Time for a flight of fancy
"Mom, want to go to Mars with me?" Looking up from the celery I was chopping for potato salad, I saw my son Joe standing in the kitchen doorway as he waited for my answer. Wearing a football helmet with stars drawn crookedly on each side, gray sweat pants, and a matching gray sweat shirt, he looked very NASA-ready to me.
But I shook my head.
"I'm sorry, sweetie. Not right now. There's a mountain of laundry down in the basement for me to fold and put away when I'm done in the kitchen."
Joe's face fell. His brother wasn't home, and his father was still at work. I was his only hope for someone to play with.
"How about Saturn? We could ride around the rings a few times," he added alluringly.
"Maybe later," I suggested, knowing full well that "later" usually never comes. "I'm really, really busy right now."
Joe left the kitchen without another word, and I returned to my celery, feeling a sudden stab of guilt. Something about the slope of his shoulders under his sweat shirt told me how much I'd disappointed him. Again.
"I can't play all the time," I told myself somewhat self-righteously. "I've got other things to do, too."
But the guilty feeling didn't go away.
As a mom, I sometimes think I say the word "no" too often. Not to requests for spaghetti – again – for dinner or an extra story at bedtime or even to a new toy when we go to the mall.
The requests that I almost always refuse are the little, more time-consuming ones: one more bike ride around the block when I need to get back to the house, another round of Go Fish when I'm about to wash my hair, five more minutes on the swings when it's time to go home and start dinner.
But most of all, I say no to the games that involve any and all flights of fancy.
Something has happened to me as an adult. I have zero interest in flying to Mars or sitting under a hot tent made out of blankets while pretending to be in the jungles of Africa.
I no longer want to make believe we are walking on the bottom of the ocean, seeing giant squirrels in the sky, or visiting a family of robots for lunch.
Even though I can clearly remember playing with my Barbie dolls for hours upon hours when I was growing up, I've apparently lost the ability to maintain my imagination for periods of time longer than five minutes.
Where did all my tolerance for such pleasant pastimes go? Is it a natural consequence of having children and accepting the role as the grown-up in the house? Or do I simply have too much on my mind, too much day-to-day clutter taking over the space once inhabited by imaginary friends and pretend trips to Oz?

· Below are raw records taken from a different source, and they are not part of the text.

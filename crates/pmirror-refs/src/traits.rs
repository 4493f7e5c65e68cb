//! The [`RefStore`] trait defining the reference storage interface.

use crate::error::Result;
use crate::types::{TagRef, TAGS_PREFIX};

/// Storage backend for named references.
///
/// Implementations must be thread-safe and make `create_ref` atomic with
/// respect to concurrent creators of the same name: exactly one succeeds,
/// every other caller receives `AlreadyExists`.
pub trait RefStore: Send + Sync {
    /// Read a ref by canonical name (e.g. `refs/tags/v5.0.0`).
    ///
    /// Returns `Ok(None)` if the ref does not exist. Any other failure is an
    /// error and must not be reported as absence.
    fn read_ref(&self, name: &str) -> Result<Option<TagRef>>;

    /// Create a ref. Fails with `AlreadyExists` if the name is taken.
    fn create_ref(&self, name: &str, reference: &TagRef) -> Result<()>;

    /// List refs whose canonical name starts with `prefix`, sorted by name.
    fn list_refs(&self, prefix: &str) -> Result<Vec<(String, TagRef)>>;

    fn tags(&self) -> Result<Vec<(String, TagRef)>> {
        self.list_refs(TAGS_PREFIX)
    }
}
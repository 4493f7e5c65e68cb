//! Upstream sources and protocol version discovery.
//!
//! An upstream source is any history that can present a read-only snapshot
//! of its tree at one point in time. The catalog walks one directory of such
//! a snapshot and maps every `tfplugin<N>.proto` file to the protocol
//! version it defines.
//!
//! # Snapshots
//!
//! All snapshots implement [`SourceSnapshot`]:
//!
//! - [`InMemorySnapshot`] -- path/bytes map for tests
//! - [`DirectorySnapshot`] -- a checked-out directory on disk
//! - [`GitSnapshot`] -- one commit of a local git repository, obtained from
//!   [`GitSource`]

pub mod catalog;
pub mod dir;
pub mod error;
pub mod git;
pub mod memory;
pub mod snapshot;

pub use catalog::{protocol_version_for, VersionCatalog, PROTO_FILE_PREFIX, PROTO_FILE_SUFFIX};
pub use dir::DirectorySnapshot;
pub use error::{CatalogError, CatalogResult};
pub use git::{GitSnapshot, GitSource, StablePoint};
pub use memory::InMemorySnapshot;
pub use snapshot::{SourceEntry, SourceEntryKind, SourceSnapshot};
use thiserror::Error;

/// Errors produced by type operations.
#[derive(Debug, Error, PartialEq, Eq)]
pub enum TypeError {
    #[error("invalid hex string: {0}")]
    InvalidHex(String),

    #[error("invalid byte length: expected {expected}, got {actual}")]
    InvalidLength { expected: usize, actual: usize },

    #[error("invalid version {input:?}: {reason}")]
    InvalidVersion { input: String, reason: String },
}
//! Upstream history read through the system `git` binary.
//!
//! Every command runs with `-C <repo>`, a cleared environment (only `PATH`
//! and `HOME` survive) and config overrides, so user configuration cannot
//! change what is read. Fetching is left to the caller; this module only
//! reads objects that are already present locally.

use std::path::{Path, PathBuf};
use std::process::{Command, Output};

use pmirror_types::ContentRef;
use tracing::debug;

use crate::error::{CatalogError, CatalogResult};
use crate::snapshot::{normalize_prefix, SourceEntry, SourceSnapshot};

/// The newest stable release of the upstream repository.
#[derive(Clone, Debug, PartialEq, Eq)]
pub struct StablePoint {
    pub tag: String,
    pub version: semver::Version,
    pub commit: String,
}

/// Handle on a local upstream repository (bare or with a work tree).
#[derive(Clone, Debug)]
pub struct GitSource {
    repo_path: PathBuf,
}

impl GitSource {
    pub fn open(path: &Path) -> CatalogResult<Self> {
        let source = Self {
            repo_path: path.to_path_buf(),
        };
        let output = source.run(&["rev-parse", "--git-dir"])?;
        if !output.status.success() {
            return Err(CatalogError::RepoNotFound(path.to_path_buf()));
        }
        Ok(source)
    }

    pub fn path(&self) -> &Path {
        &self.repo_path
    }

    /// Resolve the greatest non-prerelease `v<semver>` tag to its commit.
    pub fn latest_stable(&self) -> CatalogResult<StablePoint> {
        let stdout = self.run_checked(&["tag", "--list", "v*"])?;
        let listing = String::from_utf8_lossy(&stdout);
        let (tag, version) = select_latest_stable(listing.lines())
            .ok_or_else(|| CatalogError::NoStableRelease(self.repo_path.clone()))?;
        let commit = self.resolve_commit(&tag)?;
        debug!(%tag, %commit, "resolved latest stable upstream release");
        Ok(StablePoint {
            tag,
            version,
            commit,
        })
    }

    /// Peel any revision (branch, tag, `HEAD`) to a full commit id.
    pub fn resolve_commit(&self, rev: &str) -> CatalogResult<String> {
        let spec = format!("{rev}^{{commit}}");
        let stdout = self.run_checked(&["rev-parse", "--verify", &spec])?;
        Ok(String::from_utf8_lossy(&stdout).trim().to_string())
    }

    pub fn snapshot(&self, commit: &str) -> GitSnapshot {
        GitSnapshot {
            source: self.clone(),
            commit: commit.to_string(),
        }
    }

    fn git_cmd(&self) -> Command {
        let mut cmd = Command::new("git");
        cmd.arg("-C").arg(&self.repo_path);
        cmd.env_clear();
        for key in ["PATH", "HOME"] {
            if let Ok(value) = std::env::var(key) {
                cmd.env(key, value);
            }
        }
        cmd.args(["-c", "core.quotePath=false"]);
        cmd
    }

    fn run(&self, args: &[&str]) -> CatalogResult<Output> {
        self.git_cmd()
            .args(args)
            .output()
            .map_err(|source| CatalogError::Spawn {
                command: format!("git {}", args.join(" ")),
                source,
            })
    }

    fn run_checked(&self, args: &[&str]) -> CatalogResult<Vec<u8>> {
        let output = self.run(args)?;
        if !output.status.success() {
            return Err(CatalogError::Git {
                command: format!("git {}", args.join(" ")),
                stderr: String::from_utf8_lossy(&output.stderr).trim().to_string(),
            });
        }
        Ok(output.stdout)
    }
}

/// One commit of a [`GitSource`].
#[derive(Clone, Debug)]
pub struct GitSnapshot {
    source: GitSource,
    commit: String,
}

impl GitSnapshot {
    pub fn commit(&self) -> &str {
        &self.commit
    }
}

impl SourceSnapshot for GitSnapshot {
    fn list_directory(&self, prefix: &str) -> CatalogResult<Vec<SourceEntry>> {
        let prefix = normalize_prefix(prefix);
        let treeish = format!("{}:{}", self.commit, prefix);

        // `rev-parse --verify --quiet` exits 1 without output for a missing
        // path; anything else (bad repo, missing commit) is a real failure.
        let probe = self.source.run(&["rev-parse", "--verify", "--quiet", &treeish])?;
        if !probe.status.success() {
            if probe.status.code() == Some(1) && probe.stderr.is_empty() {
                return Err(CatalogError::NotFound {
                    snapshot: self.describe(),
                    path: prefix.to_string(),
                });
            }
            return Err(CatalogError::Git {
                command: format!("git rev-parse {treeish}"),
                stderr: String::from_utf8_lossy(&probe.stderr).trim().to_string(),
            });
        }

        let stdout = self.source.run_checked(&["ls-tree", "-z", &treeish])?;
        let mut entries = parse_ls_tree(&stdout);
        entries.sort_by(|a, b| a.name.cmp(&b.name));
        Ok(entries)
    }

    fn read_content(&self, content: &ContentRef) -> CatalogResult<Vec<u8>> {
        let output = self.source.run(&["cat-file", "blob", content.as_str()])?;
        if !output.status.success() {
            return Err(CatalogError::ContentMissing {
                snapshot: self.describe(),
                content: content.clone(),
            });
        }
        Ok(output.stdout)
    }

    fn describe(&self) -> String {
        let short = self.commit.get(..12).unwrap_or(&self.commit);
        format!("git:{short}")
    }
}

/// Parse `git ls-tree -z` records: `<mode> <type> <object>\t<name>\0`.
///
/// Submodule (`commit`) entries and malformed records are dropped.
fn parse_ls_tree(raw: &[u8]) -> Vec<SourceEntry> {
    raw.split(|b| *b == 0)
        .filter(|record| !record.is_empty())
        .filter_map(|record| {
            let record = String::from_utf8_lossy(record);
            let (meta, name) = record.split_once('\t')?;
            let mut fields = meta.split(' ');
            let _mode = fields.next()?;
            let kind = fields.next()?;
            let object = fields.next()?;
            match kind {
                "blob" => Some(SourceEntry::file(name, ContentRef::new(object))),
                "tree" => Some(SourceEntry::directory(name)),
                _ => None,
            }
        })
        .collect()
}

/// Pick the greatest `v<semver>` tag, ignoring pre-releases and tags that do
/// not parse.
fn select_latest_stable<'a>(
    tags: impl IntoIterator<Item = &'a str>,
) -> Option<(String, semver::Version)> {
    tags.into_iter()
        .map(str::trim)
        .filter_map(|tag| {
            let version = semver::Version::parse(tag.strip_prefix('v')?).ok()?;
            version.pre.is_empty().then(|| (tag.to_string(), version))
        })
        .max_by(|(_, a), (_, b)| a.cmp(b))
}
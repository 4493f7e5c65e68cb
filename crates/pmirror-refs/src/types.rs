use serde::{Deserialize, Serialize};
use pmirror_types::ObjectId;

/// Namespace holding release tags.
pub const TAGS_PREFIX: &str = "refs/tags/";

/// A named, immutable pointer at an annotated tag object.
#[derive(Clone, Debug, PartialEq, Eq, Serialize, Deserialize)]
pub struct TagRef {
    /// Short tag name, e.g. `v5.0.0`.
    pub name: String,
    /// Id of the tag object.
    pub target: ObjectId,
}

impl TagRef {
    pub fn new(name: impl Into<String>, target: ObjectId) -> Self {
        Self {
            name: name.into(),
            target,
        }
    }

    /// Canonical name for a short tag name (`v5.0.0` -> `refs/tags/v5.0.0`).
    pub fn canonical(name: &str) -> String {
        format!("{TAGS_PREFIX}{name}")
    }

    pub fn canonical_name(&self) -> String {
        Self::canonical(&self.name)
    }
}

#[cfg(test)]
mod tests {
    use super::*;

    #[test]
    fn canonical_name_uses_tags_namespace() {
        let tag = TagRef::new("v5.1.0", ObjectId::from_hash([0; 32]));
        assert_eq!(tag.canonical_name(), "refs/tags/v5.1.0");
        assert_eq!(TagRef::canonical("v6.0.0"), "refs/tags/v6.0.0");
    }
}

I believe that being a grown-up involves trade-offs. We learn how to drive a car but forget how to pretend that trees are talking when their leaves whisper to one another. We get to buy a house but forget how to play house. We do all the cooking anyway, so what's the point of being enraptured with a tiny cupcake fresh from an Easy-Bake Oven?
Still, there are occasions when I wish I could recapture my ability to live in my imagination, if only for a little while. Especially when I know how happy it would make Joe if every so often I'd say, "Sure, I'd love to go to Mars with you. When does our flight leave?"
With a sigh, I finished chopping the celery and started downstairs to attack the waiting mountain of laundry.
From the living room directly above me, I could hear the blare of the television. Joe was watching cartoons alone while I was making sure my towels were folded just right.
Looking at the towel I was holding, I realized that a galactic trip with my son was far more important than neatly folded towels, homemade potato salad, or even clean bathrooms.
Before I knew it, Joe wouldn't be inviting me to go anywhere with him, pretend or real. The day was rapidly approaching when he'd walk 10 steps behind me at the grocery store, ignore me if we saw each other on the street, and accompany me to the mall, the library, or the post office with all the enthusiasm of a vegetarian visiting a steakhouse.
All too soon, he'd be grown up, and for most of his life, I'm guessing, he'll do more things without me than he'll ever do with me.
And that's as it should be. He'll go off to college, take vacations, visit Paris, perhaps, and I'd be very surprised if it ever occurred to him to invite Mom along on any of those excursions. Did I really want to skip an opportunity to go into outer space with him?
No, I decided, leaving the laundry behind, I didn't.
Upstairs, I found Joe watching TV with a bored look on his face. The living room had been rearranged to accommodate the sofa, an armchair, and the coffee table shoved together to create a rather cozy looking spaceship.
"Are you ready to go to Mars?" I asked. The look of delight on Joe's face warmed me in a way that towels fresh from the dryer never could.
So Joe and I went to Mars and managed a trip or two around the rings of Saturn.
When we got back to Earth, all of 30 minutes later, I returned to the basement and the ever-present laundry feeling much happier because of the brief trip into outer space with my son.
Best of all, I folded those towels with a renewed sense of energy. In addition to losing my load of guilt, I had the bonus of realizing that my imagination isn't quite as stagnant as I'd thought it was. It had been fun to pretend to be in another galaxy.
It was even more fun to realize that grown-ups can still be capable of a few flights of fancy, too.